The shift from asset management to capital management also aims “to dispose state assets with fair market-valuation, to change the form of state assets, and to reallocate the cashed out assets toward more desirable sectors and industries.” This indicates that, in the future, more state-owned assets may be transferred or sold to pay debt or fill the shortfalls in the government’s social security system.
The Guideline suggests that the government will “promote the concentration of state capital toward important sectors and key areas concerning national security, national economic lifelines, and people’s livelihood, as well as key infrastructure projects; toward forward-looking and strategic industries; and toward SOEs with core competitiveness.” More mergers of centrally administered SOEs, leading to further reduction in their numbers, could be expected.

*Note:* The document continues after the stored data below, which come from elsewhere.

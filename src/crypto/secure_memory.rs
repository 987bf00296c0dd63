//! Secure memory handling for passphrases

use std::fmt;
use std::ops::Deref;

use zeroize::Zeroizing;

/// A string that is zeroed on drop and never printed
///
/// Use this for passphrases read from the terminal or environment.
pub struct SecureString {
    inner: Zeroizing<String>,
}

impl SecureString {
    pub fn new(s: impl Into<String>) -> Self {
        Self {
            inner: Zeroizing::new(s.into()),
        }
    }

    pub fn as_str(&self) -> &str {
        &self.inner
    }

    pub fn is_empty(&self) -> bool {
        self.inner.is_empty()
    }
}

impl Deref for SecureString {
    type Target = str;

    fn deref(&self) -> &Self::Target {
        &self.inner
    }
}

impl From<String> for SecureString {
    fn from(s: String) -> Self {
        Self::new(s)
    }
}

impl From<&str> for SecureString {
    fn from(s: &str) -> Self {
        Self::new(s)
    }
}

impl fmt::Debug for SecureString {
    fn fmt(&self, f: &mut fmt::Formatter<'_>) -> fmt::Result {
        f.write_str("SecureString([REDACTED])")
    }
}
//! Backup restoration
//!
//! A restore runs `Validating -> SnapshottingCurrent -> Applying` and ends in
//! `Completed` or `Failed`. Nothing in the data store is touched until the
//! backup has decoded, passed validation, and a restore point of the current
//! data has been written. If applying fails part way, the restore point is
//! re-applied so the store is not left half restored.

use std::path::Path;
use std::sync::Arc;

use chrono::{DateTime, Utc};
use parking_lot::Mutex;
use tracing::{debug, error, info, warn};
use uuid::Uuid;

use super::codec::{BackupCodec, BackupFormat};
use super::collector::SnapshotCollector;
use super::store::{read_backup, BackupFile, BackupStore};
use crate::datastore::{DataStore, UserData};
use crate::error::{BackupError, RestoreError};
use crate::models::{BackupSnapshot, SchemaVersion, SettingsDto};

/// Where a restore currently is
#[derive(Debug, Clone, Copy, PartialEq, Eq, Default)]
pub enum RestoreState {
    #[default]
    Idle,
    Validating,
    SnapshottingCurrent,
    Applying,
    Completed,
    Failed,
}

/// Per-call restore options
#[derive(Debug, Clone, Copy, PartialEq, Eq)]
pub struct RestoreOptions {
    /// Write a backup of the current data before applying (and roll back to it on failure)
    pub create_restore_point: bool,
    /// Encrypt the restore point
    pub encrypt_restore_point: bool,
}

impl Default for RestoreOptions {
    fn default() -> Self {
        Self {
            create_restore_point: true,
            encrypt_restore_point: true,
        }
    }
}

/// Result of a successful restore
#[derive(Debug, Clone)]
pub struct RestoreResult {
    /// Id of the snapshot that was restored
    pub backup_id: Uuid,
    /// When that snapshot was taken
    pub timestamp: DateTime<Utc>,
    /// Records written back, counting settings as one
    pub items_restored: usize,
    pub success: bool,
    /// Backup of the data as it was before the restore
    pub restore_point: Option<BackupFile>,
}

impl RestoreResult {
    pub fn summary(&self) -> String {
        match &self.restore_point {
            Some(point) => format!(
                "Restored {} item(s) from snapshot taken {}; previous data saved as {}",
                self.items_restored,
                self.timestamp.format("%Y-%m-%d %H:%M:%S UTC"),
                point.file_name
            ),
            None => format!(
                "Restored {} item(s) from snapshot taken {}",
                self.items_restored,
                self.timestamp.format("%Y-%m-%d %H:%M:%S UTC")
            ),
        }
    }
}

/// What a backup contains, without restoring it
#[derive(Debug, Clone)]
pub struct BackupInspection {
    pub snapshot_id: Uuid,
    pub timestamp: DateTime<Utc>,
    pub schema_version: SchemaVersion,
    pub encrypted: bool,
    pub translations: usize,
    pub has_settings: bool,
    pub documents: usize,
    pub habits: usize,
}
//! Achievement evaluation.
//!
//! The catalog is static. Persisted state is only the set of unlocked ids
//! (with their unlock time) and the last recorded progress of each entry.
//! Unlocking is monotonic: once unlocked an entry is never re-evaluated, so
//! its progress stays frozen even if the underlying metric drops.

mod catalog;

pub use catalog::{find, AchievementDef, AchievementLevel, AchievementType, Metric, ACHIEVEMENTS};

use std::collections::BTreeMap;

use serde::{Deserialize, Serialize};
use tracing::info;

use crate::error::Result;
use crate::events::Event;
use crate::repository::Repository;
use crate::storage::{load_json, save_json, SharedStorage};
use crate::streak::StreakTracker;
use crate::time::SharedClock;

pub const ACHIEVEMENT_STORAGE_KEY: &str = "achievement-storage";

/// Snapshot of every value the catalog is measured against.
#[derive(Debug, Clone, Copy, Default, PartialEq, Eq, Serialize, Deserialize)]
#[serde(rename_all = "camelCase")]
pub struct AchievementMetrics {
    pub completed_tasks: u64,
    pub total_time_spent: u64,
    pub current_streak: u64,
    pub used_categories: u64,
    pub custom_categories: u64,
}

impl AchievementMetrics {
    pub fn collect(repo: &Repository, streak: &StreakTracker) -> Self {
        Self {
            completed_tasks: repo.tasks_with_completed_sessions() as u64,
            total_time_spent: repo.total_time_spent(),
            current_streak: u64::from(streak.current_streak()),
            used_categories: repo.used_category_ids().len() as u64,
            custom_categories: repo.custom_categories_count() as u64,
        }
    }

    pub fn value(&self, metric: Metric) -> u64 {
        match metric {
            Metric::CompletedTasks => self.completed_tasks,
            Metric::TotalTimeSpent => self.total_time_spent,
            Metric::CurrentStreak => self.current_streak,
            Metric::UsedCategories => self.used_categories,
            Metric::CustomCategories => self.custom_categories,
        }
    }
}

#[derive(Debug, Clone, Default, PartialEq, Eq, Serialize, Deserialize)]
#[serde(rename_all = "camelCase")]
struct AchievementState {
    /// id -> unlock time (epoch ms)
    #[serde(default)]
    unlocked: BTreeMap<String, i64>,
    #[serde(default)]
    progress: BTreeMap<String, u64>,
}

/// Catalog entry joined with its persisted state.
#[derive(Debug, Clone, PartialEq, Serialize)]
#[serde(rename_all = "camelCase")]
pub struct AchievementView {
    #[serde(flatten)]
    pub def: AchievementDef,
    pub unlocked: bool,
    pub progress: u64,
    #[serde(skip_serializing_if = "Option::is_none")]
    pub unlocked_at: Option<i64>,
}

impl AchievementView {
    pub fn id(&self) -> &'static str {
        self.def.id
    }
}

pub struct AchievementEngine {
    storage: SharedStorage,
    clock: SharedClock,
    state: AchievementState,
}

impl AchievementEngine {
    pub fn load(storage: SharedStorage, clock: SharedClock) -> Result<Self> {
        let state = load_json::<AchievementState>(storage.as_ref(), ACHIEVEMENT_STORAGE_KEY)?.unwrap_or_default();
        Ok(Self {
            storage,
            clock,
            state,
        })
    }

    pub fn is_unlocked(&self, id: &str) -> bool {
        self.state.unlocked.contains_key(id)
    }

    /// Re-evaluate every locked entry against `metrics`.
    ///
    /// Returns the entries unlocked by this pass. Progress of locked entries is
    /// overwritten with the current metric value.
    pub fn check(&mut self, metrics: &AchievementMetrics) -> Result<Vec<AchievementView>> {
        let now = self.clock.now_ms();
        let mut next = self.state.clone();
        let mut newly = Vec::new();

        for def in ACHIEVEMENTS {
            if next.unlocked.contains_key(def.id) {
                continue;
            }
            let value = metrics.value(def.metric);
            next.progress.insert(def.id.to_string(), value);
            if value >= def.requirement {
                next.unlocked.insert(def.id.to_string(), now);
                newly.push(def.id);
            }
        }

        if next != self.state {
            save_json(self.storage.as_ref(), ACHIEVEMENT_STORAGE_KEY, &next)?;
            self.state = next;
        }

        Ok(newly
            .into_iter()
            .filter_map(find)
            .map(|def| {
                info!(id = def.id, level = ?def.level, "achievement unlocked");
                self.view(def)
            })
            .collect())
    }

    /// The full catalog joined with unlock state and progress.
    pub fn achievements(&self) -> Vec<AchievementView> {
        ACHIEVEMENTS.iter().map(|def| self.view(def)).collect()
    }

    pub fn unlocked_count(&self) -> usize {
        self.state.unlocked.len()
    }

    pub fn reset(&mut self) -> Result<()> {
        let next = AchievementState::default();
        save_json(self.storage.as_ref(), ACHIEVEMENT_STORAGE_KEY, &next)?;
        self.state = next;
        Ok(())
    }

    fn view(&self, def: &AchievementDef) -> AchievementView {
        let unlocked_at = self.state.unlocked.get(def.id).copied();
        AchievementView {
            def: *def,
            unlocked: unlocked_at.is_some(),
            progress: self.state.progress.get(def.id).copied().unwrap_or(0),
            unlocked_at,
        }
    }
}

impl From<&AchievementView> for Event {
    fn from(view: &AchievementView) -> Self {
        Event::AchievementUnlocked {
            id: view.def.id.to_string(),
            title: view.def.title.to_string(),
            level: view.def.level,
            at: view.unlocked_at.unwrap_or_default(),
        }
    }
}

Great uncertainty remains in the future of China’s new round of SOE reforms. Most importantly, the conceptual dilemma regarding the role of the SOEs seems unresolved. Moreover, as SOE conglomerates become larger and influential with entrenched interest groups, any serious reform will become operationally difficult and politically risky. Furthermore, as China’s SOEs are under the management of many different organs and at different levels of government, reforms can easily be side-tracked by either bureaucratic infighting or indifference. Meanwhile, the government has also pledged that the new round of SOE reforms will not lead to a large number of lay-offs, as happened in the late 1990s. As such, reform will be a gradual process, with trials and errors along the way.
Pilot reforms in several central SOEs have been started, while provinces such as Shandong, Shanghai, Hubei, Guangdong, Shaanxi, Gansu, and Jilin have also proposed reform plans for local SOEs. Given time, these differentiated local efforts to reform and reinvigorate local SOEs could yield lessons and experiences useful for China’s state sector moving forward. In the process, however, local leaders and SOE executives have to be given space for make business mistakes, especially when the sustained anticorruption campaign has dampened the enthusiasm and confidence of the bureaucracy.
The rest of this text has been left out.